• Saved entries
::::::

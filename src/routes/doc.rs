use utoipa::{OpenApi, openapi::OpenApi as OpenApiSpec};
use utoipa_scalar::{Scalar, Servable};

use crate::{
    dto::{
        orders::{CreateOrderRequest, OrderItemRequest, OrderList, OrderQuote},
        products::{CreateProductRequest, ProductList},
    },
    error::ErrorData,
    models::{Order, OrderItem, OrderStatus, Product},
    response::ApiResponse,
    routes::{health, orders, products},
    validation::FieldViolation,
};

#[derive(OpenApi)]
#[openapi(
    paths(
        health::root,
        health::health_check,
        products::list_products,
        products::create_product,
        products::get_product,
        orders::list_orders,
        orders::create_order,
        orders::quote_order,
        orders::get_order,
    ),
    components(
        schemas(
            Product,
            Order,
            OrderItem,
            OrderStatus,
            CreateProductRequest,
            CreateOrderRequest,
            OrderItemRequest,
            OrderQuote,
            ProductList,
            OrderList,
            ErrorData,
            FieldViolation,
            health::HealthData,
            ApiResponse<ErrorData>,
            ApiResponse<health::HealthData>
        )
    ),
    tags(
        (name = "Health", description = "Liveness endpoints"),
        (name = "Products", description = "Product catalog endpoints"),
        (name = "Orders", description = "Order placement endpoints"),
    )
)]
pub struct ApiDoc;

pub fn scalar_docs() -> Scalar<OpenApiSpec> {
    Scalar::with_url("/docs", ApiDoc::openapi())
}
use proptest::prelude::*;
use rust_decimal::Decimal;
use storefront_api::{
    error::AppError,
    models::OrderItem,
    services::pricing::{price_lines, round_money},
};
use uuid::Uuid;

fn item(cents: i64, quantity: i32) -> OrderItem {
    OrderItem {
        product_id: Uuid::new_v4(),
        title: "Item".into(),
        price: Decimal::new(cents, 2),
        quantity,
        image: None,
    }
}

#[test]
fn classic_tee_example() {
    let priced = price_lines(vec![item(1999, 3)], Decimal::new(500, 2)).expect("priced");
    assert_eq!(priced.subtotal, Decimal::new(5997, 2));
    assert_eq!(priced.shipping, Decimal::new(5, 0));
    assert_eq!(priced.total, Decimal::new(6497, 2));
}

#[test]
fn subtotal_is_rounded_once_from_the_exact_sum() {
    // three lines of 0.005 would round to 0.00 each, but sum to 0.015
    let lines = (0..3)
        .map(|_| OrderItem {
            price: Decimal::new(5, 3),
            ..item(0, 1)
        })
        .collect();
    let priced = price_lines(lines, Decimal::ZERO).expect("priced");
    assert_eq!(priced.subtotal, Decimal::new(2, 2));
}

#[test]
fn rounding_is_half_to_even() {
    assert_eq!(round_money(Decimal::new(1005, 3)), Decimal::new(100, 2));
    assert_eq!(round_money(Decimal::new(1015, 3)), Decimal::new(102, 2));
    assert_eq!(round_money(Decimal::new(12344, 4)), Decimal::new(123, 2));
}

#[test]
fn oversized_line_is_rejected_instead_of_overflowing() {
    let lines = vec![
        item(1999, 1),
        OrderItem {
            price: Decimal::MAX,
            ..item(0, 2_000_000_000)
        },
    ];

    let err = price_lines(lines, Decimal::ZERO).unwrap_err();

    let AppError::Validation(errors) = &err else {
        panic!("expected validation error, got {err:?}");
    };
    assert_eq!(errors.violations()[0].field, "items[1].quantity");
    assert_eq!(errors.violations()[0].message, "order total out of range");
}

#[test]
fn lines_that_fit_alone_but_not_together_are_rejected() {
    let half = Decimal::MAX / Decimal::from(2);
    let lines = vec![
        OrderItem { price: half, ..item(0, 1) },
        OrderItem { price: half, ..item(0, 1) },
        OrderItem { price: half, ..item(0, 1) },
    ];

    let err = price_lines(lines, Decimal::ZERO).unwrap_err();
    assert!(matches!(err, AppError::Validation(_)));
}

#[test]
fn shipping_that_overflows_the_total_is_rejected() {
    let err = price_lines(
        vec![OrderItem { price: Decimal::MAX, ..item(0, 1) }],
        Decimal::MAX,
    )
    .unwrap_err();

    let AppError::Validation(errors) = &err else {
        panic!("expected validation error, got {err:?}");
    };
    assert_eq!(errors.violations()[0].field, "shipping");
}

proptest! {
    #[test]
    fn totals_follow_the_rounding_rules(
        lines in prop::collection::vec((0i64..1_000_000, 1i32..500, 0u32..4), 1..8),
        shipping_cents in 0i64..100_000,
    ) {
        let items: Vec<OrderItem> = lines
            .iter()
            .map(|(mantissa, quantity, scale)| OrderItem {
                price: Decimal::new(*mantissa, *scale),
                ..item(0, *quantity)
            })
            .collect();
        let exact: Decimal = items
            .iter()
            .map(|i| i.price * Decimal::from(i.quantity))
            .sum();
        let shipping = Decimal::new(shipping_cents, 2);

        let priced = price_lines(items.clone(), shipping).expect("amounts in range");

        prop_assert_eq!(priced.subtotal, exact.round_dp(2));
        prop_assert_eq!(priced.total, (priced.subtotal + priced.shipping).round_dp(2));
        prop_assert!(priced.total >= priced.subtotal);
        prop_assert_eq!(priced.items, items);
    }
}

::::::

All records are to be written out exactly.

filename src/routes/doc.rs
use utoipa::{OpenApi, openapi::OpenApi as OpenApiSpec};
use utoipa_scalar::{Scalar, Servable};

use crate::{
    dto::{
        orders::{CreateOrderRequest, OrderItemRequest, OrderList, OrderQuote},
        products::{CreateProductRequest, ProductList},
    },
    error::ErrorData,
    models::{Order, OrderItem, OrderStatus, Product},
    response::ApiResponse,
    routes::{health, orders, products},
    validation::FieldViolation,
};

#[derive(OpenApi)]
#[openapi(
    paths(
        health::root,
        health::health_check,
        products::list_products,
        products::create_product,
        products::get_product,
        orders::list_orders,
        orders::create_order,
        orders::quote_order,
        orders::get_order,
    ),
    components(
        schemas(
            Product,
            Order,
            OrderItem,
            OrderStatus,
            CreateProductRequest,
            CreateOrderRequest,
            OrderItemRequest,
            OrderQuote,
            ProductList,
            OrderList,
            ErrorData,
            FieldViolation,
            health::HealthData,
            ApiResponse<ErrorData>,
            ApiResponse<health::HealthData>
        )
    ),
    tags(
        (name = "Health", description = "Liveness endpoints"),
        (name = "Products", description = "Product catalog endpoints"),
        (name = "Orders", description = "Order placement endpoints"),
    )
)]
pub struct ApiDoc;

pub fn scalar_docs() -> Scalar<OpenApiSpec> {
    Scalar::with_url("/docs", ApiDoc::openapi())
}
use proptest::prelude::*;
use rust_decimal::Decimal;
use storefront_api::{
    error::AppError,
    models::OrderItem,
    services::pricing::{price_lines, round_money},
};
use uuid::Uuid;

fn item(cents: i64, quantity: i32) -> OrderItem {
    OrderItem {
        product_id: Uuid::new_v4(),
        title: "Item".into(),
        price: Decimal::new(cents, 2),
        quantity,
        image: None,
    }
}

#[test]
fn classic_tee_example() {
    let priced = price_lines(vec![item(1999, 3)], Decimal::new(500, 2)).expect("priced");
    assert_eq!(priced.subtotal, Decimal::new(5997, 2));
    assert_eq!(priced.shipping, Decimal::new(5, 0));
    assert_eq!(priced.total, Decimal::new(6497, 2));
}

#[test]
fn subtotal_is_rounded_once_from_the_exact_sum() {
    // three lines of 0.005 would round to 0.00 each, but sum to 0.015
    let lines = (0..3)
        .map(|_| OrderItem {
            price: Decimal::new(5, 3),
            ..item(0, 1)
        })
        .collect();
    let priced = price_lines(lines, Decimal::ZERO).expect("priced");
    assert_eq!(priced.subtotal, Decimal::new(2, 2));
}

#[test]
fn rounding_is_half_to_even() {
    assert_eq!(round_money(Decimal::new(1005, 3)), Decimal::new(100, 2));
    assert_eq!(round_money(Decimal::new(1015, 3)), Decimal::new(102, 2));
    assert_eq!(round_money(Decimal::new(12344, 4)), Decimal::new(123, 2));
}

#[test]
fn oversized_line_is_rejected_instead_of_overflowing() {
    let lines = vec![
        item(1999, 1),
        OrderItem {
            price: Decimal::MAX,
            ..item(0, 2_000_000_000)
        },
    ];

    let err = price_lines(lines, Decimal::ZERO).unwrap_err();

    let AppError::Validation(errors) = &err else {
        panic!("expected validation error, got {err:?}");
    };
    assert_eq!(errors.violations()[0].field, "items[1].quantity");
    assert_eq!(errors.violations()[0].message, "order total out of range");
}

#[test]
fn lines_that_fit_alone_but_not_together_are_rejected() {
    let half = Decimal::MAX / Decimal::from(2);
    let lines = vec![
        OrderItem { price: half, ..item(0, 1) },
        OrderItem { price: half, ..item(0, 1) },
        OrderItem { price: half, ..item(0, 1) },
    ];

    let err = price_lines(lines, Decimal::ZERO).unwrap_err();
    assert!(matches!(err, AppError::Validation(_)));
}

#[test]
fn shipping_that_overflows_the_total_is_rejected() {
    let err = price_lines(
        vec![OrderItem { price: Decimal::MAX, ..item(0, 1) }],
        Decimal::MAX,
    )
    .unwrap_err();

    let AppError::Validation(errors) = &err else {
        panic!("expected validation error, got {err:?}");
    };
    assert_eq!(errors.violations()[0].field, "shipping");
}

proptest! {
    #[test]
    fn totals_follow_the_rounding_rules(
        lines in prop::collection::vec((0i64..1_000_000, 1i32..500, 0u32..4), 1..8),
        shipping_cents in 0i64..100_000,
    ) {
        let items: Vec<OrderItem> = lines
            .iter()
            .map(|(mantissa, quantity, scale)| OrderItem {
                price: Decimal::new(*mantissa, *scale),
                ..item(0, *quantity)
            })
            .collect();
        let exact: Decimal = items
            .iter()
            .map(|i| i.price * Decimal::from(i.quantity))
            .sum();
        let shipping = Decimal::new(shipping_cents, 2);

        let priced = price_lines(items.clone(), shipping).expect("amounts in range");

        prop_assert_eq!(priced.subtotal, exact.round_dp(2));
        prop_assert_eq!(priced.total, (priced.subtotal + priced.shipping).round_dp(2));
        prop_assert!(priced.total >= priced.subtotal);
        prop_assert_eq!(priced.items, items);
    }
}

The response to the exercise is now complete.